#No.8

 クラブハウスへ向かうのと同じバスで、果音が通学しているとは知らなかった。三年もクラスメイトをやってきたのに、シークレットにされている部分がまだまだ多いようだ。全部を知っているとしたら、きょう「話したいことがある」なんて事件は起きなかったのだろう。

 エナメルバッグを抱えながら、狭い座席にふたりで並ぶのは窮屈だった。

 話は何かと切り出すと、果音はじっとこちらを見つめてきた。

「島倉が辞めた理由、わかった」

「…………」

 あいつが退部届を提出したのは、もう一か月も前のことだ。

 わざわざ調べてくれたのか、と訊きかけてやめた。どうせ、果音の新しい彼氏がサッカー部の人間か、それと仲の良い誰かなのだろう。公哉以外の。

 果音には、話すのを躊躇う様子があった。髪をいじるとか、指先を見つめるとか、常ではない彼女の仕草を見ていると、理由を聞くのはきょうでないといけないのかと感じてしまう。おそらく彼女のほうは、球技大会直前に話すのが良いと思っているのだろう。

 面白がって焚きつけてしまったから。


「どうやら、島倉がほかの部員を殴りかけたらしいんだ」


 果音は努めて目を合わせないようにしながら、ゆっくりと語りはじめた。

「実際に殴ったわけではなくて、もう少しのところで止めてもらったらしいけれどね。とにかく、それくらい腹を立てて、諍いを起こしちゃったらしいの」

 彼は以前から、チームメイトに不満があると言っていた。ロッカールームが気に入らなかった、と。

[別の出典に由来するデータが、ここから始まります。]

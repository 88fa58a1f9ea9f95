//! Read-only lookups
//!
//! Queries drivers use to resolve references by name: the tenant itself,
//! password policies, consent instances, identity providers and hooks.
//! A lookup that matches nothing fails with [`ReconcileError::NotFound`].

use serde::Deserialize;
use serde_with::{serde_as, DefaultOnNull};
use tenantform_domain::{
    ConsentInstance, CustomProvider, Hook, PasswordPolicy, ReconcileError, Result,
    SocialProvider, TenantInfo,
};
use tracing::debug;

use crate::codec::hook::WEBHOOK_LIST_PATH;
use crate::codec::{
    decode_envelope, decode_envelope_list, segment, HookCodec, PasswordPolicyCodec, WireCodec,
};
use crate::reconcile::Remote;

const TENANT_INFO_PATH: &str = "/public-srv/tenantinfo/basic";
const PASSWORD_POLICY_LIST_PATH: &str = "/password-policy-srv/policy/list";
const CONSENT_INSTANCES_PATH: &str = "/consent-management-srv/v2/consent/instance/all/list";
const SOCIAL_PROVIDERS_PATH: &str = "/providers-srv/multi/providers/list";
const CUSTOM_PROVIDER_PATH: &str = "/providers-srv/custom";

#[derive(Debug, Clone)]
pub struct PlatformLookups {
    remote: Remote,
}

impl PlatformLookups {
    pub fn new(remote: Remote) -> Self {
        Self { remote }
    }

    pub async fn tenant_info(&self) -> Result<TenantInfo> {
        let body = self.required(TENANT_INFO_PATH, "tenant info").await?;
        decode_envelope::<TenantInfoWire>(&body).map(TenantInfo::from)
    }

    /// Password policy whose `policy_name` equals `name`.
    pub async fn password_policy_by_name(&self, name: &str) -> Result<PasswordPolicy> {
        let body = self.listing(PASSWORD_POLICY_LIST_PATH).await?;
        PasswordPolicyCodec
            .decode_list(&body)?
            .into_iter()
            .find(|policy| policy.settings.policy_name == name)
            .ok_or_else(|| ReconcileError::NotFound(format!("password policy `{name}`")))
    }

    /// Consent instance whose `consent_name` equals `name`.
    pub async fn consent_instance(&self, name: &str) -> Result<ConsentInstance> {
        let body = self.listing(CONSENT_INSTANCES_PATH).await?;
        decode_envelope_list::<ConsentInstanceWire>(&body)?
            .into_iter()
            .map(ConsentInstance::from)
            .find(|consent| consent.consent_name == name)
            .ok_or_else(|| ReconcileError::NotFound(format!("consent `{name}`")))
    }

    /// System social provider of type `provider_name`, matched by `name`.
    ///
    /// When no entry carries that name but the type has exactly one
    /// provider, that provider is returned.
    pub async fn social_provider(&self, provider_name: &str, name: &str) -> Result<SocialProvider> {
        let path = format!(
            "{SOCIAL_PROVIDERS_PATH}?provider_name={}&provider_type=system",
            segment(provider_name)
        );
        let body = self.listing(&path).await?;
        let mut providers: Vec<SocialProvider> = decode_envelope_list::<SocialProviderWire>(&body)?
            .into_iter()
            .map(SocialProvider::from)
            .collect();

        if let Some(index) = providers.iter().position(|provider| provider.name == name) {
            return Ok(providers.swap_remove(index));
        }
        match providers.len() {
            1 => Ok(providers.remove(0)),
            0 => Err(ReconcileError::NotFound(format!("social provider `{provider_name}`"))),
            count => Err(ReconcileError::NotFound(format!(
                "social provider `{name}` among {count} `{provider_name}` providers"
            ))),
        }
    }

    pub async fn custom_provider(&self, provider_name: &str) -> Result<CustomProvider> {
        let path = format!("{CUSTOM_PROVIDER_PATH}/{}", segment(provider_name));
        let body = self.required(&path, "custom provider").await?;
        decode_envelope::<CustomProviderWire>(&body).map(CustomProvider::from)
    }

    /// Every hook, each fetched individually after listing.
    pub async fn hooks(&self) -> Result<Vec<Hook>> {
        let codec = HookCodec;
        let body = self.listing(WEBHOOK_LIST_PATH).await?;
        let listed = codec.decode_list(&body)?;
        debug!(count = listed.len(), "hooks listed");

        let mut hooks = Vec::with_capacity(listed.len());
        for hook in listed {
            match self.remote.fetch(&codec.read_path(&hook.id)).await? {
                Some(body) => hooks.push(codec.decode(&body)?),
                None => debug!(id = %hook.id, "listed hook vanished before fetch"),
            }
        }
        Ok(hooks)
    }

    async fn required(&self, path: &str, what: &str) -> Result<Vec<u8>> {
        self.remote
            .fetch(path)
            .await?
            .ok_or_else(|| ReconcileError::NotFound(what.to_string()))
    }

    /// List endpoints: a missing list is an empty one.
    async fn listing(&self, path: &str) -> Result<Vec<u8>> {
        Ok(self.remote.fetch(path).await?.unwrap_or_else(|| br#"{"data":[]}"#.to_vec()))
    }
}

#[serde_as]
#[derive(Debug, Default, Deserialize)]
#[serde(default)]
struct TenantInfoWire {
    #[serde_as(as = "DefaultOnNull")]
    #[serde(rename = "Custom_field_flatten")]
    custom_field_flatten: bool,
    #[serde_as(as = "DefaultOnNull")]
    tenant_key: String,
    #[serde_as(as = "DefaultOnNull")]
    tenant_name: String,
    #[serde_as(as = "DefaultOnNull")]
    #[serde(rename = "versionInfo")]
    version_info: String,
}

impl From<TenantInfoWire> for TenantInfo {
    fn from(wire: TenantInfoWire) -> Self {
        Self {
            tenant_key: wire.tenant_key,
            tenant_name: wire.tenant_name,
            version_info: wire.version_info,
            custom_field_flatten: wire.custom_field_flatten,
        }
    }
}

#[serde_as]
#[derive(Debug, Default, Deserialize)]
#[serde(default)]
struct ConsentInstanceWire {
    #[serde_as(as = "DefaultOnNull")]
    id: String,
    #[serde_as(as = "DefaultOnNull")]
    consent_name: String,
}

impl From<ConsentInstanceWire> for ConsentInstance {
    fn from(wire: ConsentInstanceWire) -> Self {
        Self { id: wire.id, consent_name: wire.consent_name }
    }
}

#[serde_as]
#[derive(Debug, Default, Deserialize)]
#[serde(default)]
struct SocialProviderWire {
    #[serde_as(as = "DefaultOnNull")]
    id: String,
    #[serde_as(as = "DefaultOnNull")]
    social_id: String,
    #[serde_as(as = "DefaultOnNull")]
    name: String,
    #[serde_as(as = "DefaultOnNull")]
    provider_name: String,
    provider_type: Option<String>,
}

impl From<SocialProviderWire> for SocialProvider {
    fn from(wire: SocialProviderWire) -> Self {
        Self {
            id: wire.id,
            social_id: wire.social_id,
            name: wire.name,
            provider_name: wire.provider_name,
            provider_type: wire.provider_type.filter(|value| !value.is_empty()),
        }
    }
}

#[serde_as]
#[derive(Debug, Default, Deserialize)]
#[serde(default)]
struct CustomProviderWire {
    #[serde_as(as = "DefaultOnNull")]
    display_name: String,
    #[serde_as(as = "DefaultOnNull")]
    provider_name: String,
}

impl From<CustomProviderWire> for CustomProvider {
    fn from(wire: CustomProviderWire) -> Self {
        Self { provider_name: wire.provider_name, display_name: wire.display_name }
    }
}
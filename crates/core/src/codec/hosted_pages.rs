//! Hosted page group wire formats
//!
//! The v3 service (`hostedpages-srv`) stores a group and its pages in one
//! document. The legacy service (`hosted-srv`) keeps a bare group record and
//! one record per page, read back page by page.

use serde::{Deserialize, Serialize};
use serde_with::{serde_as, DefaultOnNull};
use tenantform_domain::constants::DEFAULT_HOSTED_PAGE_LOCALE;
use tenantform_domain::{HostedPage, HostedPageGroup, ReconcileError, Result};

use super::{
    decode_envelope, decode_envelope_list, empty_as_none, encode_json, non_empty, segment,
    WireCodec,
};

// ============================================================================
// v3
// ============================================================================

pub const HPGROUP_PATH: &str = "/hostedpages-srv/hpgroup";

#[derive(Debug, Default, Clone, Copy)]
pub struct HostedPagesV3Codec;

impl HostedPagesV3Codec {
    pub fn group_path(&self, id: &str) -> String {
        format!("{HPGROUP_PATH}/{}", segment(id))
    }
}

impl WireCodec for HostedPagesV3Codec {
    type Entity = HostedPageGroup;

    fn encode(&self, group: &HostedPageGroup) -> Result<Vec<u8>> {
        encode_json(&GroupWire::from(group))
    }

    fn decode(&self, body: &[u8]) -> Result<HostedPageGroup> {
        decode_envelope::<GroupWire>(body).map(HostedPageGroup::from)
    }
}

#[serde_as]
#[derive(Debug, Default, Serialize, Deserialize)]
#[serde(default)]
struct GroupWire {
    #[serde_as(as = "DefaultOnNull")]
    #[serde(rename = "_id")]
    id: String,
    #[serde(
        rename = "createdTime",
        deserialize_with = "empty_as_none",
        skip_serializing
    )]
    created_time: Option<String>,
    #[serde(
        rename = "updatedTime",
        deserialize_with = "empty_as_none",
        skip_serializing
    )]
    updated_time: Option<String>,
    #[serde_as(as = "DefaultOnNull")]
    default_locale: String,
    #[serde(
        rename = "groupOwner",
        deserialize_with = "empty_as_none",
        skip_serializing_if = "Option::is_none"
    )]
    group_owner: Option<String>,
    #[serde_as(as = "DefaultOnNull")]
    hosted_pages: Vec<PageWire>,
}

#[derive(Debug, Default, Serialize, Deserialize)]
#[serde(default)]
struct PageWire {
    hosted_page_id: String,
    #[serde(deserialize_with = "empty_as_none", skip_serializing_if = "Option::is_none")]
    locale: Option<String>,
    #[serde(deserialize_with = "empty_as_none", skip_serializing_if = "Option::is_none")]
    url: Option<String>,
    #[serde(deserialize_with = "empty_as_none", skip_serializing_if = "Option::is_none")]
    content: Option<String>,
}

impl From<&HostedPageGroup> for GroupWire {
    fn from(group: &HostedPageGroup) -> Self {
        Self {
            id: group.id.clone(),
            created_time: None,
            updated_time: None,
            default_locale: group.default_locale.clone(),
            group_owner: non_empty(&group.group_owner),
            hosted_pages: group
                .pages
                .iter()
                .map(|page| PageWire {
                    hosted_page_id: page.id.clone(),
                    locale: non_empty(&page.locale),
                    url: non_empty(&page.url),
                    content: non_empty(&page.content),
                })
                .collect(),
        }
    }
}

impl From<GroupWire> for HostedPageGroup {
    fn from(wire: GroupWire) -> Self {
        Self {
            id: wire.id,
            default_locale: wire.default_locale,
            group_owner: wire.group_owner,
            created_time: wire.created_time,
            updated_time: wire.updated_time,
            pages: wire
                .hosted_pages
                .into_iter()
                .map(|page| HostedPage {
                    id: page.hosted_page_id,
                    locale: page.locale,
                    url: page.url,
                    content: page.content,
                })
                .collect(),
        }
    }
}

// ============================================================================
// Legacy
// ============================================================================

pub const HOSTED_GROUP_PATH: &str = "/hosted-srv/hostedgroup";
pub const HOSTED_PAGE_PATH: &str = "/hosted-srv/hosted";
pub const AVAILABLE_PAGES_PATH: &str = "/hosted-srv/hosted/availablepages";
pub const PAGE_BY_LANGUAGE_PATH: &str = "/hosted-srv/hosted/bylang";

#[derive(Debug, Default, Clone, Copy)]
pub struct LegacyHostedPagesCodec;

#[derive(Debug, Serialize)]
struct GroupRecordWire<'a> {
    hosted_page_group: &'a str,
}

#[derive(Debug, Serialize)]
struct PageRecordWire<'a> {
    hosted_page_group: &'a str,
    hosted_page_id: &'a str,
    locale: &'a str,
    url: &'a str,
}

#[derive(Debug, Serialize)]
struct PageQueryWire<'a> {
    hosted_page_group: &'a str,
    hosted_page_id: &'a str,
    #[serde(rename = "acceptLanguage")]
    accept_language: &'a str,
}

#[serde_as]
#[derive(Debug, Default, Deserialize)]
#[serde(default)]
struct PageByLanguageWire {
    #[serde_as(as = "DefaultOnNull")]
    hosted_page_id: String,
    #[serde(deserialize_with = "empty_as_none")]
    url: Option<String>,
    #[serde(deserialize_with = "empty_as_none")]
    locale: Option<String>,
}

impl LegacyHostedPagesCodec {
    /// `DELETE` target; the legacy service addresses groups by query.
    pub fn group_delete_path(&self, id: &str) -> String {
        format!("{HOSTED_GROUP_PATH}?groupname={}", segment(id))
    }

    pub fn encode_group(&self, group: &HostedPageGroup) -> Result<Vec<u8>> {
        encode_json(&GroupRecordWire { hosted_page_group: &group.id })
    }

    /// Page record; pages without a locale are stored under the default locale.
    pub fn encode_page(&self, group_id: &str, page: &HostedPage) -> Result<Vec<u8>> {
        encode_json(&PageRecordWire {
            hosted_page_group: group_id,
            hosted_page_id: &page.id,
            locale: page
                .locale
                .as_deref()
                .filter(|locale| !locale.is_empty())
                .unwrap_or(DEFAULT_HOSTED_PAGE_LOCALE),
            url: page.url.as_deref().unwrap_or_default(),
        })
    }

    /// Page ids the tenant can host.
    pub fn decode_available_pages(&self, body: &[u8]) -> Result<Vec<String>> {
        decode_envelope_list(body)
    }

    pub fn encode_page_query(
        &self,
        group_id: &str,
        page_id: &str,
        accept_language: &str,
    ) -> Result<Vec<u8>> {
        encode_json(&PageQueryWire {
            hosted_page_group: group_id,
            hosted_page_id: page_id,
            accept_language,
        })
    }

    /// One page of a group; `None` when the group does not configure it.
    pub fn decode_page(&self, body: &[u8]) -> Result<Option<HostedPage>> {
        if body.iter().all(u8::is_ascii_whitespace) {
            return Ok(None);
        }
        let wire: PageByLanguageWire = match decode_envelope(body) {
            Ok(wire) => wire,
            Err(ReconcileError::Decode { field, .. }) if field == "data" => return Ok(None),
            Err(err) => return Err(err),
        };
        Ok(wire.url.map(|url| HostedPage {
            id: wire.hosted_page_id,
            locale: wire.locale,
            url: Some(url),
            content: None,
        }))
    }
}
//! Template group wire formats
//!
//! Two platform generations describe the same group. The notifications
//! service nests per-channel settings under `commSettings`; the legacy
//! templates service uses flat `*_sender_config` objects. Both map onto
//! [`SenderSettings`].

use serde::{Deserialize, Serialize};
use serde_with::{serde_as, DefaultOnNull};
use tenantform_domain::{Result, SenderConfig, SenderSettings, TemplateGroup, TemplateGroupPlan};

use super::{decode_envelope, empty_as_none, encode_json, non_empty, WireCodec};

/// `notifications-srv/templategroups` layout.
#[derive(Debug, Default, Clone, Copy)]
pub struct TemplateGroupCodec;

impl WireCodec for TemplateGroupCodec {
    type Entity = TemplateGroup;

    fn encode(&self, group: &TemplateGroup) -> Result<Vec<u8>> {
        encode_json(&NotificationsGroupWire::from(group))
    }

    fn decode(&self, body: &[u8]) -> Result<TemplateGroup> {
        decode_envelope::<NotificationsGroupWire>(body).map(TemplateGroup::from)
    }
}

/// `templates-srv/groups` layout.
#[derive(Debug, Default, Clone, Copy)]
pub struct LegacyTemplateGroupCodec;

impl WireCodec for LegacyTemplateGroupCodec {
    type Entity = TemplateGroup;

    fn encode(&self, group: &TemplateGroup) -> Result<Vec<u8>> {
        encode_json(&LegacyGroupWire::from(group))
    }

    fn decode(&self, body: &[u8]) -> Result<TemplateGroup> {
        decode_envelope::<LegacyGroupWire>(body).map(TemplateGroup::from)
    }
}

fn first_address(config: &SenderConfig) -> Option<String> {
    config.sender_addresses.first().filter(|address| !address.is_empty()).cloned()
}

fn addresses(address: Option<String>) -> Vec<String> {
    address.into_iter().collect()
}

// ============================================================================
// Notifications layout
// ============================================================================

#[serde_as]
#[derive(Debug, Default, Serialize, Deserialize)]
#[serde(default)]
struct NotificationsGroupWire {
    #[serde_as(as = "DefaultOnNull")]
    #[serde(skip_serializing_if = "String::is_empty")]
    id: String,
    #[serde_as(as = "DefaultOnNull")]
    group_id: String,
    #[serde(deserialize_with = "empty_as_none", skip_serializing_if = "Option::is_none")]
    description: Option<String>,
    #[serde(
        rename = "defaultLocale",
        deserialize_with = "empty_as_none",
        skip_serializing_if = "Option::is_none"
    )]
    default_locale: Option<String>,
    #[serde_as(as = "DefaultOnNull")]
    #[serde(rename = "commSettings")]
    comm_settings: CommSettingsWire,
}

#[serde_as]
#[derive(Debug, Default, Serialize, Deserialize)]
#[serde(default)]
struct CommSettingsWire {
    #[serde_as(as = "DefaultOnNull")]
    email: ChannelWire,
    #[serde_as(as = "DefaultOnNull")]
    sms: ChannelWire,
    #[serde_as(as = "DefaultOnNull")]
    ivr: IvrChannelWire,
    #[serde_as(as = "DefaultOnNull")]
    push: PushChannelWire,
}

#[derive(Debug, Default, Serialize, Deserialize)]
#[serde(default, rename_all = "camelCase")]
struct ChannelWire {
    #[serde(deserialize_with = "empty_as_none")]
    communication_method: Option<String>,
    #[serde(deserialize_with = "empty_as_none", skip_serializing_if = "Option::is_none")]
    service_setup_id: Option<String>,
    #[serde(deserialize_with = "empty_as_none", skip_serializing_if = "Option::is_none")]
    sender_name: Option<String>,
    #[serde(deserialize_with = "empty_as_none", skip_serializing_if = "Option::is_none")]
    sender_address: Option<String>,
}

#[serde_as]
#[derive(Debug, Default, Serialize, Deserialize)]
#[serde(default, rename_all = "camelCase")]
struct IvrChannelWire {
    #[serde(deserialize_with = "empty_as_none")]
    communication_method: Option<String>,
    #[serde(deserialize_with = "empty_as_none", skip_serializing_if = "Option::is_none")]
    service_setup_id: Option<String>,
    #[serde_as(as = "DefaultOnNull")]
    sender_address: Vec<String>,
}

#[derive(Debug, Default, Serialize, Deserialize)]
#[serde(default, rename_all = "camelCase")]
struct PushChannelWire {
    #[serde(deserialize_with = "empty_as_none")]
    communication_method: Option<String>,
    #[serde(deserialize_with = "empty_as_none", skip_serializing_if = "Option::is_none")]
    service_setup_id: Option<String>,
}

impl ChannelWire {
    fn encode(method: &str, config: &SenderConfig) -> Self {
        Self {
            communication_method: Some(method.to_string()),
            service_setup_id: non_empty(&config.id),
            sender_name: non_empty(&config.sender_name),
            sender_address: first_address(config),
        }
    }

    fn into_config(self) -> SenderConfig {
        SenderConfig {
            id: self.service_setup_id,
            sender_name: self.sender_name,
            sender_addresses: addresses(self.sender_address),
        }
    }
}

impl From<&TemplateGroup> for NotificationsGroupWire {
    fn from(group: &TemplateGroup) -> Self {
        let s = &group.settings;
        let senders = &s.senders;
        Self {
            id: group.id.clone(),
            group_id: s.group_id.clone(),
            description: non_empty(&s.description),
            default_locale: non_empty(&s.default_locale),
            comm_settings: CommSettingsWire {
                email: ChannelWire::encode("EMAIL", &senders.email),
                sms: ChannelWire::encode("SMS", &senders.sms),
                ivr: IvrChannelWire {
                    communication_method: Some("IVR".to_string()),
                    service_setup_id: non_empty(&senders.ivr.id),
                    sender_address: senders.ivr.sender_addresses.clone(),
                },
                push: PushChannelWire {
                    communication_method: Some("PUSH".to_string()),
                    service_setup_id: non_empty(&senders.push.id),
                },
            },
        }
    }
}

impl From<NotificationsGroupWire> for TemplateGroup {
    fn from(wire: NotificationsGroupWire) -> Self {
        let comm = wire.comm_settings;
        Self {
            id: wire.id,
            settings: TemplateGroupPlan {
                group_id: wire.group_id,
                description: wire.description,
                default_locale: wire.default_locale,
                senders: SenderSettings {
                    email: comm.email.into_config(),
                    sms: comm.sms.into_config(),
                    ivr: SenderConfig {
                        id: comm.ivr.service_setup_id,
                        sender_name: None,
                        sender_addresses: comm.ivr.sender_address,
                    },
                    push: SenderConfig {
                        id: comm.push.service_setup_id,
                        ..SenderConfig::default()
                    },
                },
            },
        }
    }
}

// ============================================================================
// Legacy layout
// ============================================================================

#[serde_as]
#[derive(Debug, Default, Serialize, Deserialize)]
#[serde(default)]
struct LegacyGroupWire {
    #[serde_as(as = "DefaultOnNull")]
    #[serde(skip_serializing_if = "String::is_empty")]
    id: String,
    #[serde_as(as = "DefaultOnNull")]
    group_id: String,
    #[serde(deserialize_with = "empty_as_none", skip_serializing_if = "Option::is_none")]
    description: Option<String>,
    #[serde(deserialize_with = "empty_as_none", skip_serializing_if = "Option::is_none")]
    default_locale: Option<String>,
    #[serde(skip_serializing_if = "Option::is_none")]
    email_sender_config: Option<LegacySenderWire>,
    #[serde(skip_serializing_if = "Option::is_none")]
    sms_sender_config: Option<LegacySenderWire>,
    #[serde(skip_serializing_if = "Option::is_none")]
    ivr_sender_config: Option<LegacySenderWire>,
    #[serde(skip_serializing_if = "Option::is_none")]
    push_sender_config: Option<LegacySenderWire>,
}

#[derive(Debug, Default, Serialize, Deserialize)]
#[serde(default)]
struct LegacySenderWire {
    #[serde(deserialize_with = "empty_as_none", skip_serializing_if = "Option::is_none")]
    id: Option<String>,
    #[serde(deserialize_with = "empty_as_none", skip_serializing_if = "Option::is_none")]
    from_name: Option<String>,
    #[serde(deserialize_with = "empty_as_none", skip_serializing_if = "Option::is_none")]
    from_email: Option<String>,
}

impl LegacySenderWire {
    /// `None` when the channel carries nothing worth sending.
    fn encode(config: &SenderConfig, with_name: bool, with_address: bool) -> Option<Self> {
        let wire = Self {
            id: non_empty(&config.id),
            from_name: if with_name { non_empty(&config.sender_name) } else { None },
            from_email: if with_address { first_address(config) } else { None },
        };
        let empty = wire.id.is_none() && wire.from_name.is_none() && wire.from_email.is_none();
        (!empty).then_some(wire)
    }

    fn into_config(wire: Option<Self>) -> SenderConfig {
        wire.map(|wire| SenderConfig {
            id: wire.id,
            sender_name: wire.from_name,
            sender_addresses: addresses(wire.from_email),
        })
        .unwrap_or_default()
    }
}

impl From<&TemplateGroup> for LegacyGroupWire {
    fn from(group: &TemplateGroup) -> Self {
        let s = &group.settings;
        let senders = &s.senders;
        Self {
            id: group.id.clone(),
            group_id: s.group_id.clone(),
            description: non_empty(&s.description),
            default_locale: non_empty(&s.default_locale),
            email_sender_config: LegacySenderWire::encode(&senders.email, true, true),
            sms_sender_config: LegacySenderWire::encode(&senders.sms, true, false),
            ivr_sender_config: LegacySenderWire::encode(&senders.ivr, false, false),
            push_sender_config: LegacySenderWire::encode(&senders.push, false, false),
        }
    }
}

impl From<LegacyGroupWire> for TemplateGroup {
    fn from(wire: LegacyGroupWire) -> Self {
        Self {
            id: wire.id,
            settings: TemplateGroupPlan {
                group_id: wire.group_id,
                description: wire.description,
                default_locale: wire.default_locale,
                senders: SenderSettings {
                    email: LegacySenderWire::into_config(wire.email_sender_config),
                    sms: LegacySenderWire::into_config(wire.sms_sender_config),
                    ivr: LegacySenderWire::into_config(wire.ivr_sender_config),
                    push: LegacySenderWire::into_config(wire.push_sender_config),
                },
            },
        }
    }
}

 しかし、部活動で組まれるチームなら、一年ごとに卒業生と新入生とが入れ替わる。相性の悪い部員がいても、それが先輩であれば、いつかはいなくなる。三年も積もり積もった感情があったとなると、同級生に反りの合わない相手がいたのだろうか。

 それにしたって、彼が怒り狂うことがあるとは思えない。

「いったい何があったの? あいつはプレーで熱くなる奴ではないし、グラウンドの外でも感情的になるとは考えにくい」

「それが……話していいのかな」

「教えてよ。いまさら本人の口から聞き出そうなんて思わない」

 ふう、と彼女は息を吐いた。

「男だらけのロッカールームって、どういう話題になるか想像つくでしょ? 島倉は、それがどうしても受け入れられなかったみたい。『気持ち悪い』って言って」

「エロい話が耐えられなかったってこと?」

「……あんたも遠慮がないね」

「だって」

 理解できないわけではない。

 相容れないという直感は、自分も共通して持っているはずだ。視線の向かう先とか、親身に感じる相手とか、無意識のうちに処理されてしまい自力ではどうにもならないところに、核心的な差異が隠れていることもある。

 しかし、やり過ごすことも不可能ではないと感じてしまう。「気持ち悪い」感覚は確かに普通ではないけれど、防衛本能らしきものがはたらきそうなものだ。自分がそうしてきたように、己に麻酔をかけてやり過ごす方法を選べなかったものか。

 少なくとも、あの公哉の話だ。人に殴りかかるほど頭に血が上るなんて、よっぽどのことである。「気持ち悪い」対象からは逃げ出すこともできるのに、向かっていった。何か直接のきっかけがあったと考えるほうが自然だ。

「何か許せないことを言われたの?」

 果音はこくりと頷いた。

 そのとき、バスが停留所に到着し、ブレーキのために身体を揺さぶられる。乗り降りする人々が気になったのか、一時、果音は口を閉ざす。乗降が終わってバスが再び発車してから、眉を歪める悲壮な表情で、耳打ちしてきた。